Dataset extract
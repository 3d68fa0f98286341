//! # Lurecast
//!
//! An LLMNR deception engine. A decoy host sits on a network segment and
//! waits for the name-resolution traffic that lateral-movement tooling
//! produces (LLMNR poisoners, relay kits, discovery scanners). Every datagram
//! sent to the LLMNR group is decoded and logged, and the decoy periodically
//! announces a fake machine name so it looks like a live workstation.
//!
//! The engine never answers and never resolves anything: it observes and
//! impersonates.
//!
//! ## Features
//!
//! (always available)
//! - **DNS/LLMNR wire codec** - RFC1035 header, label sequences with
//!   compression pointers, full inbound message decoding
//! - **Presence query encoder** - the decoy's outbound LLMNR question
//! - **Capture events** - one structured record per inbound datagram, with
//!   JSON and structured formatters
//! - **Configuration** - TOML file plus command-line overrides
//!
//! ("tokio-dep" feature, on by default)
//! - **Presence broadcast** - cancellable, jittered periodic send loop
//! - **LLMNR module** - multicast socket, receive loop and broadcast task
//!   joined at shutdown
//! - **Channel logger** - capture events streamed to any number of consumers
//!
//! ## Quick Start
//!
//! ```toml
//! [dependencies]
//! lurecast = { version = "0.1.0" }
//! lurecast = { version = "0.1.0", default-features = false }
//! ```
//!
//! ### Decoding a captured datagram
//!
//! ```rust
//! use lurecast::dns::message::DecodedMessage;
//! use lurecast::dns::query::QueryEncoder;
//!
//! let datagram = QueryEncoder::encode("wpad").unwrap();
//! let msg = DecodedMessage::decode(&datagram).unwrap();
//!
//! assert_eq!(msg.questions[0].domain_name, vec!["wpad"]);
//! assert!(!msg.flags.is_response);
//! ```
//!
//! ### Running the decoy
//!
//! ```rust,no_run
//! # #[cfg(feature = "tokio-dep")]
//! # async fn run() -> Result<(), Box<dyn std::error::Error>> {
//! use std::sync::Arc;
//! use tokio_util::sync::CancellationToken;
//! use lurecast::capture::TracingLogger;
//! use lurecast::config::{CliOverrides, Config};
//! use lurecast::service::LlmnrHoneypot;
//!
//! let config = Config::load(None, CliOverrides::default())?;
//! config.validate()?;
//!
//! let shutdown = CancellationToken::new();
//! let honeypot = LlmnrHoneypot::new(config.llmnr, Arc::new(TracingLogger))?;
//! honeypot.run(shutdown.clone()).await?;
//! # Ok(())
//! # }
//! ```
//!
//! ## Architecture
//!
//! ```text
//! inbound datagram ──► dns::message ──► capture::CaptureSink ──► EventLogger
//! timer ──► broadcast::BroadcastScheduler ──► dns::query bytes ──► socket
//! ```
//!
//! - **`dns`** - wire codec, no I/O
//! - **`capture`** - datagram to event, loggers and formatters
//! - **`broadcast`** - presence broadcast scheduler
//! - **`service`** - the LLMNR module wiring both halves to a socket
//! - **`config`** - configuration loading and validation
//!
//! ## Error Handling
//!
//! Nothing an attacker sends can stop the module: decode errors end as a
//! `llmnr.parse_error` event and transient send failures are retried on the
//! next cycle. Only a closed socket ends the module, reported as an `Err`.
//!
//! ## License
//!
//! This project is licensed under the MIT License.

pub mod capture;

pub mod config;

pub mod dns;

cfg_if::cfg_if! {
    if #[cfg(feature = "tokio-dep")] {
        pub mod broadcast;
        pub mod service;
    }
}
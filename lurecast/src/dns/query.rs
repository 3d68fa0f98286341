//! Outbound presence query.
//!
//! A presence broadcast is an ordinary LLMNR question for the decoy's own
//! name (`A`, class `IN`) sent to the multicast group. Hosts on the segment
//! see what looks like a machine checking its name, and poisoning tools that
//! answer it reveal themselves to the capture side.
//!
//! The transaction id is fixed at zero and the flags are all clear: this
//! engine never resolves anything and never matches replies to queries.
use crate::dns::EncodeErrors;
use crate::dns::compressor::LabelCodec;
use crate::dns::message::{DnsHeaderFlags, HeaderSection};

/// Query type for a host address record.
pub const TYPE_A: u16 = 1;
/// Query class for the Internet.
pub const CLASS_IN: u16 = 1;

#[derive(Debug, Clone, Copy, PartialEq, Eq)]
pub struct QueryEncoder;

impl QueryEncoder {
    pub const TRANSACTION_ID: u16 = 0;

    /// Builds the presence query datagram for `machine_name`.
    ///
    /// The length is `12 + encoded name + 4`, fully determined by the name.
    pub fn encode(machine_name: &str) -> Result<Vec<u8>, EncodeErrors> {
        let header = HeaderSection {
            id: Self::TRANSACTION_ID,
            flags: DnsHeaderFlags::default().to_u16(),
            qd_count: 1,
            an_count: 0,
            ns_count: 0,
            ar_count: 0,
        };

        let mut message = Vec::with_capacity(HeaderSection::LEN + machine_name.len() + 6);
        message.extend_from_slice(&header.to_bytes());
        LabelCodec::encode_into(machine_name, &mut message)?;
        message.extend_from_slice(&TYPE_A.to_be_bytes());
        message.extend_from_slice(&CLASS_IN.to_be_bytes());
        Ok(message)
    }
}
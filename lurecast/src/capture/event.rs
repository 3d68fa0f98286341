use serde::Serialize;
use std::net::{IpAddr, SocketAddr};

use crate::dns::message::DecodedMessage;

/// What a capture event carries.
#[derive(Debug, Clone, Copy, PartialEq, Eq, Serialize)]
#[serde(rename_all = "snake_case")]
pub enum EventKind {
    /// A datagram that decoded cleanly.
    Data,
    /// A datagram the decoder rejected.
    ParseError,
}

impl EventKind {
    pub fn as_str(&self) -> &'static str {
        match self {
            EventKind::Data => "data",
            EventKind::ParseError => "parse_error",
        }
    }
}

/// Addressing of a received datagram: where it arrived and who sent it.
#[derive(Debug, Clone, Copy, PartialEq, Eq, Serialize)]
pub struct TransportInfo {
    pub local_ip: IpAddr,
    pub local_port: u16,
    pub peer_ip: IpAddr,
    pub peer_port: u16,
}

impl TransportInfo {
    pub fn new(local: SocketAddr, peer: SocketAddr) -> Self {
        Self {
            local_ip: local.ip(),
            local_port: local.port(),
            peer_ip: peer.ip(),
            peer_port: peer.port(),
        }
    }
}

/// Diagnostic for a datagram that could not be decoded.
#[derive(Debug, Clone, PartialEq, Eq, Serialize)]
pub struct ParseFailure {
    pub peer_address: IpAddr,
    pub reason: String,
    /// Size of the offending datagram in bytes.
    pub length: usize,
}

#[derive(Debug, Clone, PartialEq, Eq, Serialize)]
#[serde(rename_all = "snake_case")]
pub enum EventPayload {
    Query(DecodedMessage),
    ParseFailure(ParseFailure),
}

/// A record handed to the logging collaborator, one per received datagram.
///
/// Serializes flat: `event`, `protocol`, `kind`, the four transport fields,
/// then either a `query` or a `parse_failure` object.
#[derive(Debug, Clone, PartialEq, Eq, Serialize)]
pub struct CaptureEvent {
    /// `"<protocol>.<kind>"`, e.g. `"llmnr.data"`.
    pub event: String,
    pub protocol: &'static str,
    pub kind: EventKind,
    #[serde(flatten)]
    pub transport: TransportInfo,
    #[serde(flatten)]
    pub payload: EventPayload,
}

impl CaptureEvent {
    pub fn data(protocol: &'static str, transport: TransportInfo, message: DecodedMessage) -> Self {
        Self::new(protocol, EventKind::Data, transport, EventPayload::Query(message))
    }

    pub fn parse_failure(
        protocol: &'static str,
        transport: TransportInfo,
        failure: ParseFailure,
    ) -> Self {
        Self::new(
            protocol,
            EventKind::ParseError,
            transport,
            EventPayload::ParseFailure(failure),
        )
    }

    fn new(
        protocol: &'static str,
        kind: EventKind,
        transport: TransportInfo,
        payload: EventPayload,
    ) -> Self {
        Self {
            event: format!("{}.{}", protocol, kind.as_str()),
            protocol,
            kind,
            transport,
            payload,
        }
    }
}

To do
Reproduce the full listing exactly.

Problem solution
repository 3d68fa0f98286341
//! # Lurecast
//!
//! An LLMNR deception engine. A decoy host sits on a network segment and
//! waits for the name-resolution traffic that lateral-movement tooling
//! produces (LLMNR poisoners, relay kits, discovery scanners). Every datagram
//! sent to the LLMNR group is decoded and logged, and the decoy periodically
//! announces a fake machine name so it looks like a live workstation.
//!
//! The engine never answers and never resolves anything: it observes and
//! impersonates.
//!
//! ## Features
//!
//! (always available)
//! - **DNS/LLMNR wire codec** - RFC1035 header, label sequences with
//!   compression pointers, full inbound message decoding
//! - **Presence query encoder** - the decoy's outbound LLMNR question
//! - **Capture events** - one structured record per inbound datagram, with
//!   JSON and structured formatters
//! - **Configuration** - TOML file plus command-line overrides
//!
//! ("tokio-dep" feature, on by default)
//! - **Presence broadcast** - cancellable, jittered periodic send loop
//! - **LLMNR module** - multicast socket, receive loop and broadcast task
//!   joined at shutdown
//! - **Channel logger** - capture events streamed to any number of consumers
//!
//! ## Quick Start
//!
//! ```toml
//! [dependencies]
//! lurecast = { version = "0.1.0" }
//! lurecast = { version = "0.1.0", default-features = false }
//! ```
//!
//! ### Decoding a captured datagram
//!
//! ```rust
//! use lurecast::dns::message::DecodedMessage;
//! use lurecast::dns::query::QueryEncoder;
//!
//! let datagram = QueryEncoder::encode("wpad").unwrap();
//! let msg = DecodedMessage::decode(&datagram).unwrap();
//!
//! assert_eq!(msg.questions[0].domain_name, vec!["wpad"]);
//! assert!(!msg.flags.is_response);
//! ```
//!
//! ### Running the decoy
//!
//! ```rust,no_run
//! # #[cfg(feature = "tokio-dep")]
//! # async fn run() -> Result<(), Box<dyn std::error::Error>> {
//! use std::sync::Arc;
//! use tokio_util::sync::CancellationToken;
//! use lurecast::capture::TracingLogger;
//! use lurecast::config::{CliOverrides, Config};
//! use lurecast::service::LlmnrHoneypot;
//!
//! let config = Config::load(None, CliOverrides::default())?;
//! config.validate()?;
//!
//! let shutdown = CancellationToken::new();
//! let honeypot = LlmnrHoneypot::new(config.llmnr, Arc::new(TracingLogger))?;
//! honeypot.run(shutdown.clone()).await?;
//! # Ok(())
//! # }
//! ```
//!
//! ## Architecture
//!
//! ```text
//! inbound datagram ──► dns::message ──► capture::CaptureSink ──► EventLogger
//! timer ──► broadcast::BroadcastScheduler ──► dns::query bytes ──► socket
//! ```
//!
//! - **`dns`** - wire codec, no I/O
//! - **`capture`** - datagram to event, loggers and formatters
//! - **`broadcast`** - presence broadcast scheduler
//! - **`service`** - the LLMNR module wiring both halves to a socket
//! - **`config`** - configuration loading and validation
//!
//! ## Error Handling
//!
//! Nothing an attacker sends can stop the module: decode errors end as a
//! `llmnr.parse_error` event and transient send failures are retried on the
//! next cycle. Only a closed socket ends the module, reported as an `Err`.
//!
//! ## License
//!
//! This project is licensed under the MIT License.

pub mod capture;

pub mod config;

pub mod dns;

cfg_if::cfg_if! {
    if #[cfg(feature = "tokio-dep")] {
        pub mod broadcast;
        pub mod service;
    }
}
filename lurecast/src/dns/query.rs
repository 3d68fa0f98286341
//! Outbound presence query.
//!
//! A presence broadcast is an ordinary LLMNR question for the decoy's own
//! name (`A`, class `IN`) sent to the multicast group. Hosts on the segment
//! see what looks like a machine checking its name, and poisoning tools that
//! answer it reveal themselves to the capture side.
//!
//! The transaction id is fixed at zero and the flags are all clear: this
//! engine never resolves anything and never matches replies to queries.
use crate::dns::EncodeErrors;
use crate::dns::compressor::LabelCodec;
use crate::dns::message::{DnsHeaderFlags, HeaderSection};

/// Query type for a host address record.
pub const TYPE_A: u16 = 1;
/// Query class for the Internet.
pub const CLASS_IN: u16 = 1;

#[derive(Debug, Clone, Copy, PartialEq, Eq)]
pub struct QueryEncoder;

impl QueryEncoder {
    pub const TRANSACTION_ID: u16 = 0;

    /// Builds the presence query datagram for `machine_name`.
    ///
    /// The length is `12 + encoded name + 4`, fully determined by the name.
    pub fn encode(machine_name: &str) -> Result<Vec<u8>, EncodeErrors> {
        let header = HeaderSection {
            id: Self::TRANSACTION_ID,
            flags: DnsHeaderFlags::default().to_u16(),
            qd_count: 1,
            an_count: 0,
            ns_count: 0,
            ar_count: 0,
        };

        let mut message = Vec::with_capacity(HeaderSection::LEN + machine_name.len() + 6);
        message.extend_from_slice(&header.to_bytes());
        LabelCodec::encode_into(machine_name, &mut message)?;
        message.extend_from_slice(&TYPE_A.to_be_bytes());
        message.extend_from_slice(&CLASS_IN.to_be_bytes());
        Ok(message)
    }
}
filename lurecast/src/capture/event.rs
repository 3d68fa0f98286341
use serde::Serialize;
use std::net::{IpAddr, SocketAddr};

use crate::dns::message::DecodedMessage;

/// What a capture event carries.
#[derive(Debug, Clone, Copy, PartialEq, Eq, Serialize)]
#[serde(rename_all = "snake_case")]
pub enum EventKind {
    /// A datagram that decoded cleanly.
    Data,
    /// A datagram the decoder rejected.
    ParseError,
}

impl EventKind {
    pub fn as_str(&self) -> &'static str {
        match self {
            EventKind::Data => "data",
            EventKind::ParseError => "parse_error",
        }
    }
}

/// Addressing of a received datagram: where it arrived and who sent it.
#[derive(Debug, Clone, Copy, PartialEq, Eq, Serialize)]
pub struct TransportInfo {
    pub local_ip: IpAddr,
    pub local_port: u16,
    pub peer_ip: IpAddr,
    pub peer_port: u16,
}

impl TransportInfo {
    pub fn new(local: SocketAddr, peer: SocketAddr) -> Self {
        Self {
            local_ip: local.ip(),
            local_port: local.port(),
            peer_ip: peer.ip(),
            peer_port: peer.port(),
        }
    }
}

/// Diagnostic for a datagram that could not be decoded.
#[derive(Debug, Clone, PartialEq, Eq, Serialize)]
pub struct ParseFailure {
    pub peer_address: IpAddr,
    pub reason: String,
    /// Size of the offending datagram in bytes.
    pub length: usize,
}

#[derive(Debug, Clone, PartialEq, Eq, Serialize)]
#[serde(rename_all = "snake_case")]
pub enum EventPayload {
    Query(DecodedMessage),
    ParseFailure(ParseFailure),
}

/// A record handed to the logging collaborator, one per received datagram.
///
/// Serializes flat: `event`, `protocol`, `kind`, the four transport fields,
/// then either a `query` or a `parse_failure` object.
#[derive(Debug, Clone, PartialEq, Eq, Serialize)]
pub struct CaptureEvent {
    /// `"<protocol>.<kind>"`, e.g. `"llmnr.data"`.
    pub event: String,
    pub protocol: &'static str,
    pub kind: EventKind,
    #[serde(flatten)]
    pub transport: TransportInfo,
    #[serde(flatten)]
    pub payload: EventPayload,
}

impl CaptureEvent {
    pub fn data(protocol: &'static str, transport: TransportInfo, message: DecodedMessage) -> Self {
        Self::new(protocol, EventKind::Data, transport, EventPayload::Query(message))
    }

    pub fn parse_failure(
        protocol: &'static str,
        transport: TransportInfo,
        failure: ParseFailure,
    ) -> Self {
        Self::new(
            protocol,
            EventKind::ParseError,
            transport,
            EventPayload::ParseFailure(failure),
        )
    }

    fn new(
        protocol: &'static str,
        kind: EventKind,
        transport: TransportInfo,
        payload: EventPayload,
    ) -> Self {
        Self {
            event: format!("{}.{}", protocol, kind.as_str()),
            protocol,
            kind,
            transport,
            payload,
        }
    }
}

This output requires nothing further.